Destacamento da Força Aérea Portuguesa encerrou quatro meses de operações na primeira linha da defesa do flanco oriental da Aliança Atlântica
Sob um céu marcado pela presença dos Lockheed Martin F-16AM Fighting Falcon da Força Aérea Portuguesa, a Base Aérea de Ämari, na Estónia, recebeu, a 31 de julho, a cerimónia que assinalou o encerramento da participação nacional na missão NATO Enhanced Air Policing 2026 (eAP26). O momento marcou igualmente a passagem de responsabilidades para a Força Aérea Turca, encerrando mais um destacamento português na defesa do espaço aéreo dos Países Bálticos.
Presente na cerimónia, o Ministro da Defesa Nacional, Nuno Melo, manifestou orgulho e reconhecimento pela forma exemplar como a missão, de quatro meses, foi cumprida, enaltecendo o profissionalismo, a dedicação e a elevada prontidão demonstrados pelos militares portugueses ao longo do destacamento.
Nuno Melo esteve acompanhado pelo Chefe do Estado-Maior da Força Aérea, General Sérgio Pereira, pelo Embaixador de Portugal na Estónia, José Pereira, e por diversas autoridades civis e militares portuguesas e estónias. Na sua intervenção, o Ministro sublinhou que os militares portugueses estiveram "na primeira linha da defesa" da NATO, num momento em que o ambiente de segurança europeu continua profundamente condicionado pela guerra na Ucrânia e pela crescente atividade militar russa na região do Mar Báltico.
O destacamento da Força Aérea Portuguesa foi constituído por quatro Lockheed Martin F-16AM Fighting Falcon e cerca de 95 militares, que, entre 1 de abril e 31 de julho de 2026, asseguraram a missão de Quick Reaction Alert (QRA) a partir da Base Aérea de Ämari. A operação garantiu a vigilância e defesa do espaço aéreo da Estónia, Letónia e Lituânia, países que não dispõem de meios de caça próprios para assegurar permanentemente esta capacidade.
Ao longo dos quatro meses de destacamento, os F-16 portugueses acumularam mais de 480 horas de voo e responderam a diversas ativações reais de Alpha Scramble, efetuando a identificação e acompanhamento de mais de 25 aeronaves militares russas que operavam sobre águas internacionais do Mar Báltico, nas proximidades do espaço aéreo aliado.
Entre as aeronaves intercetadas encontravam-se caças Sukhoi Su-24 Fencer, Su-27 Flanker e Su-30SM Flanker-H, bem como aviões de transporte Ilyushin Il-76 Candid, Antonov An-72 Coaler e aeronaves de inteligência eletrónica Ilyushin Il-20 Coot. Em praticamente todas estas missões, os aviões russos voavam sem plano de voo apresentado às autoridades civis competentes e sem estabelecer comunicações por rádio, circunstâncias que justificaram a intervenção dos caças da NATO para proceder à sua identificação visual e acompanhamento.

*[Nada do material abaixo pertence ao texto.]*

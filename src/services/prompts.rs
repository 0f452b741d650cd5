//! Prompt construction for the assistant and the simulated user.

use crate::error::Result;
use crate::schemas::SgdCatalog;
use crate::types::goal::{DatasetFamily, DialogueGoal, AGENT_NAME};

const MULTIWOZ_OVERVIEW: &str = "You are an intelligent AI Assistant to help the user complete complex tasks. The task may contain several sub-tasks, and you first determine which sub-tasks are involved in the user's utterance, and then complete the user's request according to the instructions of the corresponding sub-tasks.

# Task Overall:

You specialize in travel guidance in Cambridge, and are able to find the venue according to the user's constraints and make reservations or book a train or taxi.

Each sub-task contains a Task Description with the constraints used for searching and booking, the Task Functions that can be called, and the Task Logic to follow.";

const RESTAURANT_TASK: &str = "# Sub-task: Restaurant

## Task Description

The AI Assistant helps the user find a restaurant and/or make a reservation.
The search constraints include the area, the price range, the food type and sometimes the name of the restaurant.
The reservation constraints include the number of people, the day in a week and the time of the reservation.

## Task Functions

- query_restaurants: Use an SQL statement to query the restaurants in the database to find proper information.
- book_restaurant: Book a restaurant with certain requirements.

## Task Logic

- Query the restaurants that meet the constraints, and recommend the restaurant names to the user for choosing.
- Reservations can only be made if the restaurant name and all the reservation constraints (people, day, time) are specified.";

const HOTEL_TASK: &str = "# Sub-task: Hotel

## Task Description

The AI Assistant helps the user find a hotel and/or make a reservation.
The search constraints include the area, the price range, the type, free parking, free internet, the star rating and sometimes the name of the hotel.
The reservation constraints include the number of people, the day when the stay starts and the number of days to stay.

## Task Functions

- query_hotels: Use an SQL statement to query the hotels in the database to find proper information.
- book_hotel: Book a hotel with certain requirements.

## Task Logic

- Query the hotels that meet the constraints, and recommend the hotel names to the user for choosing.
- If there are too many hotels, ask the user to provide more constraints.
- Reservations can only be made if the hotel name and all the reservation constraints (people, day, stay) are specified.";

const ATTRACTION_TASK: &str = "# Sub-task: Attraction

## Task Description

The AI Assistant helps the user find an attraction.
The search constraints include the area, the type and sometimes the name of the attraction.

## Task Functions

- query_attractions: Use an SQL statement to query the attractions in the database to find proper information.

## Task Logic

- Query the attractions that meet the constraints, and recommend the attraction names to the user for choosing.
- When the user names an attraction, tell the user the information they ask for.";

const TRAIN_TASK: &str = "# Sub-task: Train

## Task Description

The AI Assistant helps the user find a train and/or buy tickets.
The search constraints include the departure, the destination, the day, the leave time and the arrive time.
The booking constraint is the number of tickets.

## Task Functions

- query_trains: Use an SQL statement to query the trains in the database to find proper information.
- buy_train_tickets: Buy train tickets.

## Task Logic

- Query the trains that meet the constraints, and recommend the train ids to the user for choosing.
- Tickets can only be bought if the train id and the number of tickets are specified.";

const TAXI_TASK: &str = "# Sub-task: Taxi

## Task Description

The AI Assistant helps the user book a taxi.
The booking constraints include the departure, the destination and the leave time or the arrive time.

## Task Functions

- book_taxi: Book a taxi with certain requirements.

## Task Logic

- The departure and the destination must be names or addresses of known venues.
- A taxi can only be booked if the departure, the destination and one of the leave time or arrive time are specified.";

const REMEMBER: &str = "# Remember

- Don't make assumptions about what values to plug into functions. Ask for clarification if any parameter is missing or ambiguous.
- You must not call the same function with the same parameters again and again.
- When finishing the user's goals, say goodbye to the user and finish the dialogue.";

const SGD_OVERVIEW: &str = "You are an intelligent AI Assistant to help the user complete complex tasks. There are many services to fulfill the user's goals. Each service consists of multiple functions that the AI Assistant can call. The AI Assistant can choose to call a function in order to provide information or make a transaction for the user.

The functions are divided into query function and transaction function. The query function will return the records in the database that meets the conditions, and the transaction function will return the corresponding reference number if calling successfully.

Today is 2019-03-01, Friday. (This Saturday is 2019-03-02. This Sunday is 2019-03-03.)
When specifying a date type parameter without given full date, prefix as \"2019-03-xx\".";

const SGD_REMEMBER: &str = "# Remember

- Don't make assumptions about what values to plug into functions. Ask for clarification if any parameter is missing or ambiguous.
- Before calling a transaction function for the user, such as transfer money and book restaurants, the AI Assistant MUST show all the function parameters and confirm with the user.
- You must not call the same function with the same parameters again and again.
- When finishing the user's goals, say goodbye to the user and finish the dialogue.";

/// System prompt of the four-domain assistant covering the given domains
pub fn multiwoz_system_prompt<S: AsRef<str>>(domains: &[S]) -> String {
    let mut sections = vec![MULTIWOZ_OVERVIEW];
    for domain in domains {
        let task = match domain.as_ref() {
            "restaurant" => RESTAURANT_TASK,
            "hotel" => HOTEL_TASK,
            "attraction" => ATTRACTION_TASK,
            "train" => TRAIN_TASK,
            "taxi" => TAXI_TASK,
            _ => continue,
        };
        sections.push(task);
    }
    sections.push(REMEMBER);
    sections.join("\n\n")
}

/// System prompt listing each service and its functions
pub fn sgd_system_prompt<S: AsRef<str>>(catalog: &SgdCatalog, services: &[S]) -> Result<String> {
    let mut sections = vec![SGD_OVERVIEW.to_string()];
    for name in services {
        let service = catalog.service(name.as_ref())?;
        let functions = service
            .intents
            .iter()
            .map(|intent| {
                format!(
                    "- {}_{}: {}. ({} function)",
                    service.service_name,
                    intent.name,
                    intent.description,
                    if intent.is_transactional {
                        "Transaction"
                    } else {
                        "Query"
                    }
                )
            })
            .collect::<Vec<_>>()
            .join("\n");
        sections.push(format!(
            "# Service: {}\n\n## Description\n\n{}\n\n## Functions\n\n{}",
            service.service_name, service.description, functions
        ));
    }
    sections.push(SGD_REMEMBER.to_string());
    Ok(sections.join("\n\n"))
}

const USER_INTRO: &str = "You are a dialogue simulator where you act as a user to talk to an AI assistant to complete some tasks.

You should carefully read and understand the User Goals below, then talk with the AI Assistant and gradually express the intents in the goals. Your purpose is to let the user achieve the goals as much as possible.

Note that the AI Assistant is not perfect. It may make various mistakes, including ignoring the user's requests, executing the wrong instructions, forgetting early conversation content, etc. The user you play should talk to the AI Assistant as patiently as possible, remind him to correct when you find that the AI assistant made a mistake, and complete the task as much as possible.";

const USER_MULTIWOZ_HINT: &str = "When asking some information of a venue (restaurant, hotel, attraction) or a train, the user should specify the name or train id he chooses.";

const USER_SGD_HINT: &str = "When the AI Assistant can not find the objects that the user wants, the user may try to use the canonical format in the parentheses, like NYC to New York. When the AI Assistant still can not find any object, the user should stop trying.";

const USER_RULES: &str = "When the dialogue goals are completed or are not been completed, the user will output \"Dialogue Ends\" to indicate the end of the dialogue. The user doesn't need to try conditions other than the dialogue goals.

The user has a clear goal in mind, so he does not need to ask the AI assistant that \"Is there anything else I need to know?\".

The user does not need to talk too much with the AI assistant. If the task goals are completed, please end the conversation as soon as possible.

There is also a reference dialogue example to achieve the goals. The simulator user may learn from the language style and dialogue strategy. The final simulated dialogue style should be similar to the reference dialogue style.";

/// Prompt asking the user model for its next utterance.
///
/// `history` holds `Speaker: text` lines of the conversation so far.
pub fn user_prompt(goal: &DialogueGoal, history: &[String], agent_utterance: &str) -> String {
    let hint = match goal.family {
        DatasetFamily::Multiwoz => USER_MULTIWOZ_HINT,
        DatasetFamily::Sgd => USER_SGD_HINT,
    };
    format!(
        "{}\n\n{}\n\n{}\n\n\nUser Goals:\n\n{}\n\nReference dialogue:\n\n{}\n\nCurrent conversation:\n{}\n{}: {}\nUser:",
        USER_INTRO,
        hint,
        USER_RULES,
        goal.goal_text,
        goal.reference_text(),
        history.join("\n"),
        AGENT_NAME,
        agent_utterance
    )
}

#[cfg(test)]
mod tests {
    use super::*;
    use crate::schemas::sgd::tests::buses_catalog;
    use crate::types::goal::ReferenceUtterance;

    #[test]
    fn test_multiwoz_prompt_covers_requested_domains() {
        let prompt = multiwoz_system_prompt(&["hotel", "taxi"]);
        assert!(prompt.contains("# Sub-task: Hotel"));
        assert!(prompt.contains("# Sub-task: Taxi"));
        assert!(!prompt.contains("# Sub-task: Restaurant"));
        assert!(prompt.ends_with("finish the dialogue."));
    }

    #[test]
    fn test_sgd_prompt_lists_functions() {
        let prompt = sgd_system_prompt(&buses_catalog(), &["Buses_1"]).unwrap();
        assert!(prompt.contains("# Service: Buses_1"));
        assert!(prompt.contains("- Buses_1_FindBus: Find a bus journey for a given pair of cities. (Query function)"));
        assert!(prompt.contains("- Buses_1_BuyBusTicket: Buy tickets for a bus journey. (Transaction function)"));
        assert!(sgd_system_prompt(&buses_catalog(), &["Trains_1"]).is_err());
    }

    #[test]
    fn test_user_prompt_ends_with_agent_turn() {
        let goal = DialogueGoal {
            id: "SNG0001.json".to_string(),
            family: DatasetFamily::Multiwoz,
            services: vec!["restaurant".to_string()],
            goal_text: "You are looking for a restaurant.".to_string(),
            first_utterance: "I need food.".to_string(),
            reference: vec![ReferenceUtterance {
                speaker: "User".to_string(),
                text: "I need food.".to_string(),
            }],
        };
        let history = vec!["User: I need food.".to_string()];
        let prompt = user_prompt(&goal, &history, "What area?");
        assert!(prompt.contains("User Goals:\n\nYou are looking for a restaurant."));
        assert!(prompt.contains("Reference dialogue:\n\nUser: I need food."));
        assert!(prompt.ends_with("Current conversation:\nUser: I need food.\nAI Assistant: What area?\nUser:"));
    }
}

A missão Enhanced Air Policing integra as medidas de reforço da postura de dissuasão e defesa da NATO implementadas desde 2014, na sequência da anexação ilegal da Crimeia pela Federação Russa. Desde então, destacamentos rotativos de vários países aliados asseguram, de forma ininterrupta, a proteção do espaço aéreo dos Estados Bálticos, reforçando a credibilidade da defesa coletiva prevista no Artigo 5.º do Tratado do Atlântico Norte.
Esta foi a nona participação portuguesa na missão de policiamento aéreo dos Países Bálticos e a segunda realizada a partir da Base Aérea de Ämari, confirmando o compromisso continuado de Portugal com a segurança do flanco oriental da Aliança. Ao longo dos últimos anos, a Força Aérea Portuguesa tem demonstrado uma elevada capacidade de projeção de forças, interoperabilidade e resposta operacional, consolidando o seu papel entre as forças aéreas aliadas.
Com o regresso do destacamento a Portugal, termina mais uma missão exigente, mas também mais uma demonstração da capacidade da Força Aérea Portuguesa para operar longe do território nacional, mantendo elevados padrões de prontidão e eficácia. Numa Europa marcada por um contexto de segurança cada vez mais desafiante, a presença portuguesa em Ämari constituiu um contributo relevante para a estabilidade regional e para a credibilidade da postura de dissuasão da NATO.